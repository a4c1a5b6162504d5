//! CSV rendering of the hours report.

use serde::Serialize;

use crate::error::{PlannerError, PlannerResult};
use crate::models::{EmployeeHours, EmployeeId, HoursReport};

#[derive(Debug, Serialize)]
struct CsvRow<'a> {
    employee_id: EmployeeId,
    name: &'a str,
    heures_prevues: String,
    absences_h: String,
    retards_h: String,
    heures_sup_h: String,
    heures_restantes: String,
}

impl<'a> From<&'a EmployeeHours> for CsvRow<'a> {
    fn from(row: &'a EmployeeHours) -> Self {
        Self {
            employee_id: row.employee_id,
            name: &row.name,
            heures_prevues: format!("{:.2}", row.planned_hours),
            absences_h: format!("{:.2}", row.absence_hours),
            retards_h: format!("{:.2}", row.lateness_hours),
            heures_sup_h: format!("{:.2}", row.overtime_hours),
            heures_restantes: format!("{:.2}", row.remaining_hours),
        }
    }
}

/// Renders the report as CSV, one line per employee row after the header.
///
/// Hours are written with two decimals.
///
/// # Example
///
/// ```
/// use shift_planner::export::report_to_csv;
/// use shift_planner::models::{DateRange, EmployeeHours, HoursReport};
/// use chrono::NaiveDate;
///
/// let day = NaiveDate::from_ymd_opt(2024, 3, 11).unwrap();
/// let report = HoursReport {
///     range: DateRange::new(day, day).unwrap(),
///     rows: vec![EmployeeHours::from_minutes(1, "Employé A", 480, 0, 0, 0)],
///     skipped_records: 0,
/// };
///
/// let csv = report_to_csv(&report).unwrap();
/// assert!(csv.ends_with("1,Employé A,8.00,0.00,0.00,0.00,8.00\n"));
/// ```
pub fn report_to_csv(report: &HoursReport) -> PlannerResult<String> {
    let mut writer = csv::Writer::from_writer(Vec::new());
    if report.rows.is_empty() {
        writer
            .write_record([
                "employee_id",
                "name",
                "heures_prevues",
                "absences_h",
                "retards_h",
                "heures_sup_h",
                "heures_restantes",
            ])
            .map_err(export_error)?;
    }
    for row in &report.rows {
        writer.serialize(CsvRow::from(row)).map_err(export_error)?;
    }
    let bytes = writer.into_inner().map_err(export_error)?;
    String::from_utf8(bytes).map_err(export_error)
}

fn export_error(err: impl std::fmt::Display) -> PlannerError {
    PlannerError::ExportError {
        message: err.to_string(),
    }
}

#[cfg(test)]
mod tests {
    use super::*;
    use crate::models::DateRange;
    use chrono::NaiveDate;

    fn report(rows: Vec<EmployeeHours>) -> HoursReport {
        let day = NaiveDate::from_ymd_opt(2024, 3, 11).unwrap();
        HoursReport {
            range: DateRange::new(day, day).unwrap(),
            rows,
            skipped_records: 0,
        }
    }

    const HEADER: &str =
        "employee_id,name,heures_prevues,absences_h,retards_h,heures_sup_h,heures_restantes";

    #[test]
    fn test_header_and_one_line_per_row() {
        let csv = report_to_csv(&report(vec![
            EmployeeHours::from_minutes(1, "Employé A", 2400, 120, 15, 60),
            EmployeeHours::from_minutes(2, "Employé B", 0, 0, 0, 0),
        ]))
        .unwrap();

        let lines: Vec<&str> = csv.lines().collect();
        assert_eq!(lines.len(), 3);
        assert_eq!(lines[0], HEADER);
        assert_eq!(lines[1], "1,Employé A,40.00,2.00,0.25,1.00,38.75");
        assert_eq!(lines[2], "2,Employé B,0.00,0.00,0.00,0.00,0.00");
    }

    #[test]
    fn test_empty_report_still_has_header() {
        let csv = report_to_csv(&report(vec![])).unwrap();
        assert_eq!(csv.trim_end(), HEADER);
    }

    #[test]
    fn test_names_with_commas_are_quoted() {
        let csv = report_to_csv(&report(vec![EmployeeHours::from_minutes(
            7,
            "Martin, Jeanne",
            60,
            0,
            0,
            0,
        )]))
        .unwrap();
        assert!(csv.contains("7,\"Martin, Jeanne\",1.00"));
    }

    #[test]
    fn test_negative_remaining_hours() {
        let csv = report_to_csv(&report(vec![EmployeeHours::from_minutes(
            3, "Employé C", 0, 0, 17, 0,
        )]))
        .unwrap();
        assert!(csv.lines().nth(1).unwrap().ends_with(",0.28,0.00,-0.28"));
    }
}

++++++++

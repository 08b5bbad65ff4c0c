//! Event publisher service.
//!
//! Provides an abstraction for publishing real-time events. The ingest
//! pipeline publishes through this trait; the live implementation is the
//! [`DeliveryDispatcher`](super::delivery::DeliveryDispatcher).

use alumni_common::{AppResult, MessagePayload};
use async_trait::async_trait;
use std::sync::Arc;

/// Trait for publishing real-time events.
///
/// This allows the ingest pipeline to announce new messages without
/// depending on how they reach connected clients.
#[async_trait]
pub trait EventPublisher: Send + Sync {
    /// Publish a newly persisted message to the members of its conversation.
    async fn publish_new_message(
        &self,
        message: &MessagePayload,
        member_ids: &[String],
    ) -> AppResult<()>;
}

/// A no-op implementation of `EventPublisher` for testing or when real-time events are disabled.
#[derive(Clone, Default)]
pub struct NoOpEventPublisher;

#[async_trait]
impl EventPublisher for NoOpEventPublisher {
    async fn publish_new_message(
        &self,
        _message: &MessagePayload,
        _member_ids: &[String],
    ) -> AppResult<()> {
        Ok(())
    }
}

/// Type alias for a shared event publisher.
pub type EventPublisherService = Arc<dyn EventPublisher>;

++++++++

= Exercise aim =
Nothing but the lines above from the one containing "repository a4c1a5b6162504d5" through the one containing "impl<'a> From<&'a EmployeeHours>" should appear in the answer, each repeated exactly.

= The answer =
repository a4c1a5b6162504d5
//! CSV rendering of the hours report.

use serde::Serialize;

use crate::error::{PlannerError, PlannerResult};
use crate::models::{EmployeeHours, EmployeeId, HoursReport};

#[derive(Debug, Serialize)]
struct CsvRow<'a> {
    employee_id: EmployeeId,
    name: &'a str,
    heures_prevues: String,
    absences_h: String,
    retards_h: String,
    heures_sup_h: String,
    heures_restantes: String,
}

impl<'a> From<&'a EmployeeHours> for CsvRow<'a> {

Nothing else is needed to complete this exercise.